Scripture is not vague on this front. In contrast to the pagan writers of the period, the New Testament places a particular accent upon the condemnation of sexual vices. Scripture doesn’t treat sexual sin as simply parallel to other sins: it is placed in a category of its own. Paul writes: ‘Flee sexual immorality. Every sin that a man does is outside the body, but he who commits sexual immorality sins against his own body.’ When Paul speaks of paradigmatic sin in Romans 1:18-32, he highlights homosexual practice as a dishonouring of the body. Stealing, by contrast, is serious, but it cannot dishonour the body in the same way. This is also one reason why sexual sins and murder are among the only sins against human beings in Scripture that receive the death penalty in the Old Testament – they alone represent a direct assault upon the image of God.

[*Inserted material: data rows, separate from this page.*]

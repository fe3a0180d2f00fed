//! Owns the buffer, the vote-info history, and all watcher counters. Wrapped
//! in a [`tokio::sync::RwLock`] by the supervisor so a window-close sequence
//! (fold -> send epoch -> send monitor-vote -> append history -> GC) runs
//! under one write-lock acquisition: the teacher's own pipeline holds a
//! single mutable borrow of its tip state for the same span, we just make
//! that borrow explicit with a lock instead of single-goroutine ownership.

use mainnet_watcher_primitives::{
    sort::{merge_cc_nominations, merge_nominations},
    Epoch, MainchainBlock, MonitorVoteInfo, VoteInfoRecord,
};
use tokio::sync::mpsc;
use tracing::{info, warn};

use crate::{aggregator, buffer::FinalizationBuffer};

pub struct WatcherState {
    buffer: FinalizationBuffer,
    history: Vec<VoteInfoRecord>,

    latest_finalized_height: u64,
    last_epoch_end_height: u64,
    current_block_timestamp: i64,
    next_epoch_number: u64,

    num_blocks_in_epoch: u64,
    start_height_for_cc: u64,
    history_cap: usize,

    epoch_tx: mpsc::Sender<Epoch>,
    monitor_vote_tx: mpsc::Sender<MonitorVoteInfo>,
}

impl WatcherState {
    /// `last_known_epoch_num` and `last_height` seed the counters the way the
    /// fast-sync primer and the caller-supplied restart checkpoint would:
    /// the watcher keeps no persistence of its own (§1 Non-goals).
    pub fn new(
        last_height: u64,
        last_known_epoch_num: u64,
        num_blocks_in_epoch: u64,
        start_height_for_cc: u64,
        history_cap: usize,
        epoch_tx: mpsc::Sender<Epoch>,
        monitor_vote_tx: mpsc::Sender<MonitorVoteInfo>,
    ) -> Self {
        Self {
            buffer: FinalizationBuffer::new(),
            history: Vec::new(),
            latest_finalized_height: last_height,
            last_epoch_end_height: last_height,
            current_block_timestamp: 0,
            next_epoch_number: last_known_epoch_num + 1,
            num_blocks_in_epoch,
            start_height_for_cc,
            history_cap,
            epoch_tx,
            monitor_vote_tx,
        }
    }

    pub fn latest_finalized_height(&self) -> u64 {
        self.latest_finalized_height
    }

    pub fn current_block_timestamp(&self) -> i64 {
        self.current_block_timestamp
    }

    pub fn history(&self) -> &[VoteInfoRecord] {
        &self.history
    }

    /// Builds the still-open epoch on demand, out of whatever blocks have
    /// accumulated in the current window since the last close. `None` if no
    /// block has landed in the window yet.
    pub fn current_epoch(&self) -> Option<Epoch> {
        if self.latest_finalized_height <= self.last_epoch_end_height {
            return None;
        }

        let start_height = self.last_epoch_end_height + 1;
        let end_height = self.latest_finalized_height;
        let window: Vec<&MainchainBlock> = (start_height..=end_height)
            .map(|h| {
                self.buffer
                    .get(h)
                    .expect("buffered block missing for in-progress epoch")
            })
            .collect();

        Some(Epoch {
            number: self.next_epoch_number,
            start_height,
            end_height,
            end_time: window.iter().map(|blk| blk.timestamp).max().unwrap_or(0),
            nominations: merge_nominations(&window),
        })
    }

    fn current_epoch_record(&self) -> Option<VoteInfoRecord> {
        let epoch = self.current_epoch()?;
        let monitor_vote = (epoch.start_height >= self.start_height_for_cc).then(|| {
            let window: Vec<&MainchainBlock> = (epoch.start_height..=epoch.end_height)
                .map(|h| {
                    self.buffer
                        .get(h)
                        .expect("buffered block missing for in-progress epoch")
                })
                .collect();
            MonitorVoteInfo {
                start_height: epoch.start_height,
                end_time: epoch.end_time,
                nominations: merge_cc_nominations(&window),
            }
        });
        Some(VoteInfoRecord { epoch, monitor_vote })
    }

    /// [`Self::history`] plus the still-open epoch appended as its own
    /// record, matching §4.7's "history with the in-progress epoch" view.
    pub fn history_with_in_progress(&self) -> Vec<VoteInfoRecord> {
        let mut history = self.history.clone();
        if let Some(record) = self.current_epoch_record() {
            history.push(record);
        }
        history
    }

    /// Inserts the next finalized block (must be `latest_finalized_height +
    /// 1`) and, if the window has closed, folds it and publishes the result.
    /// Sends block on the output channels if a consumer is slow — that
    /// backpressure is intentional (§4.4): the watcher must not drop epochs.
    pub async fn add_finalized_block(&mut self, block: MainchainBlock) {
        assert_eq!(
            block.height,
            self.latest_finalized_height + 1,
            "pipeline violated strict height monotonicity"
        );

        self.current_block_timestamp = block.timestamp;
        self.latest_finalized_height = block.height;
        self.buffer.insert(block);

        if self.latest_finalized_height - self.last_epoch_end_height == self.num_blocks_in_epoch {
            self.close_window().await;
        }
    }

    async fn close_window(&mut self) {
        let start_height = self.last_epoch_end_height + 1;
        let end_height = self.latest_finalized_height;

        let (epoch, monitor_vote) = aggregator::close_window(
            &self.buffer,
            self.next_epoch_number,
            start_height,
            end_height,
            self.start_height_for_cc,
        );
        self.next_epoch_number += 1;

        info!(
            start_height,
            end_height,
            nominations = epoch.nominations.len(),
            "closing epoch window"
        );

        if self.epoch_tx.send(epoch.clone()).await.is_err() {
            warn!("epoch channel closed; consumer gone");
        }

        if let Some(mv) = &monitor_vote {
            if self.monitor_vote_tx.send(mv.clone()).await.is_err() {
                warn!("monitor-vote channel closed; consumer gone");
            }
        }

        self.history.push(VoteInfoRecord {
            epoch,
            monitor_vote,
        });
        if self.history.len() > self.history_cap {
            let excess = self.history.len() - self.history_cap;
            self.history.drain(0..excess);
        }

        self.last_epoch_end_height = self.latest_finalized_height;

        let gc_window = 5 * self.num_blocks_in_epoch;
        if start_height > gc_window {
            self.buffer.gc_downward_from(start_height - gc_window);
        }
    }

    /// Used by the fast-sync primer (§4.5) to append already-known records
    /// without re-deriving them from mainchain blocks, and to advance the
    /// counters the pipeline will continue from. Forwards the primed epoch
    /// (and monitor-vote, if present) to the same output channels a
    /// regularly-closed window would use, so a consumer reading only the
    /// channels sees the primed history too.
    pub async fn absorb_primed_record(&mut self, record: VoteInfoRecord, blocks_covered: u64) {
        self.latest_finalized_height += blocks_covered;
        self.next_epoch_number = self.next_epoch_number.max(record.epoch.number + 1);

        if record.epoch.end_time != 0 && self.epoch_tx.send(record.epoch.clone()).await.is_err() {
            warn!("epoch channel closed; consumer gone");
        }
        if let Some(mv) = &record.monitor_vote {
            if self.monitor_vote_tx.send(mv.clone()).await.is_err() {
                warn!("monitor-vote channel closed; consumer gone");
            }
        }

        self.history.push(record);
        if self.history.len() > self.history_cap {
            let excess = self.history.len() - self.history_cap;
            self.history.drain(0..excess);
        }
    }

    pub fn finish_priming(&mut self) {
        self.last_epoch_end_height = self.latest_finalized_height;
    }
}

#[cfg(test)]
mod tests {
    use super::*;

    fn block(height: u64, timestamp: i64) -> MainchainBlock {
        MainchainBlock {
            height,
            timestamp,
            nominations: vec![],
            cc_nominations: vec![],
        }
    }

    fn state(num_blocks_in_epoch: u64) -> (WatcherState, mpsc::Receiver<Epoch>, mpsc::Receiver<MonitorVoteInfo>) {
        let (epoch_tx, epoch_rx) = mpsc::channel(16);
        let (mv_tx, mv_rx) = mpsc::channel(16);
        (
            WatcherState::new(0, 0, num_blocks_in_epoch, 0, 5, epoch_tx, mv_tx),
            epoch_rx,
            mv_rx,
        )
    }

    #[tokio::test]
    async fn closes_window_and_emits_epoch() {
        let (mut st, mut epoch_rx, _mv_rx) = state(3);
        for h in 1..=3u64 {
            st.add_finalized_block(block(h, 100 + h as i64)).await;
        }

        let epoch = epoch_rx.try_recv().expect("epoch emitted");
        assert_eq!(epoch.start_height, 1);
        assert_eq!(epoch.end_height, 3);
        assert_eq!(st.latest_finalized_height(), 3);
    }

    #[tokio::test]
    #[should_panic(expected = "strict height monotonicity")]
    async fn rejects_height_gap() {
        let (mut st, _epoch_rx, _mv_rx) = state(3);
        st.add_finalized_block(block(2, 1)).await;
    }

    #[tokio::test]
    async fn history_is_capped() {
        let (mut st, mut epoch_rx, _mv_rx) = state(1);
        for h in 1..=7u64 {
            st.add_finalized_block(block(h, 1)).await;
            let _ = epoch_rx.try_recv();
        }
        assert!(st.history().len() <= 5);
    }

    #[tokio::test]
    async fn current_epoch_reflects_partial_window() {
        let (mut st, _epoch_rx, _mv_rx) = state(3);
        assert!(st.current_epoch().is_none(), "nothing finalized yet");

        st.add_finalized_block(block(1, 100)).await;
        st.add_finalized_block(block(2, 150)).await;

        let epoch = st.current_epoch().expect("two blocks landed in the window");
        assert_eq!(epoch.start_height, 1);
        assert_eq!(epoch.end_height, 2);
        assert_eq!(epoch.end_time, 150);

        let history = st.history_with_in_progress();
        assert_eq!(history.len(), 1, "only the in-progress epoch so far");
        assert_eq!(history[0].epoch.end_height, 2);
    }

    #[tokio::test]
    async fn current_epoch_is_none_right_after_a_close() {
        let (mut st, mut epoch_rx, _mv_rx) = state(2);
        st.add_finalized_block(block(1, 1)).await;
        st.add_finalized_block(block(2, 1)).await;
        let _ = epoch_rx.try_recv();

        assert!(st.current_epoch().is_none());
        assert_eq!(st.history_with_in_progress().len(), 1);
    }

    #[tokio::test]
    async fn gc_drops_blocks_past_five_epoch_lengths() {
        let (mut st, mut epoch_rx, _mv_rx) = state(10);
        for h in 1..=70u64 {
            st.add_finalized_block(block(h, 1)).await;
            let _ = epoch_rx.try_recv();
        }
        assert!(!st.buffer.contains(10), "height 10 should be gc'd by now");
        assert!(st.buffer.contains(70), "most recent heights stay buffered");
    }
}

Purity is living wholly–in all areas of my life. It starts with me. I must ask myself: am I taking care of myself? Am I taking drugs? Am I drinking too much? Am I getting enough sleep? Am I over-eating? Am I getting enough exercise? Am I expressing my sexuality in a way that honors the wholeness of who I am?
One can’t help but wonder whether this is a slip towards a modern liberal ethics of the body beautiful and self-expression, which focuses on the health and realization of the ethical consumer’s body, on fitness, eating healthily, buying organic food, avoiding smoking, being environmentally friendly, and having plenty of enjoyable and adventurous consensual sex, rather than upon the integrity of the ‘soul’. A sort of vague bourgeois responsibility to live healthily, to enjoy our bodies to their full potential, and feel good about ourselves as a result, is substituted for Christian purity ethics.
Scriptural ethics raise a very different set of questions, a set of questions within which the healthy treatment of our physical bodies is of relatively marginal concern and the integrity of our ‘souls’ is far more important (let’s not forget the punishment that both Christ and the apostles subjected their bodies to, how prepared they were to forgo sexual relations, and how indifferent the Scriptures are to our cultural fixation upon dieting and exercising). The Scriptures really do not devote much concern to the ‘expressing’ of our sexuality in our bodies, but say a great deal about expressing and glorifying Christ through our suffering and dying in the flesh, on the daily renewing of our ‘inward man’ as our ‘outward man’ decays.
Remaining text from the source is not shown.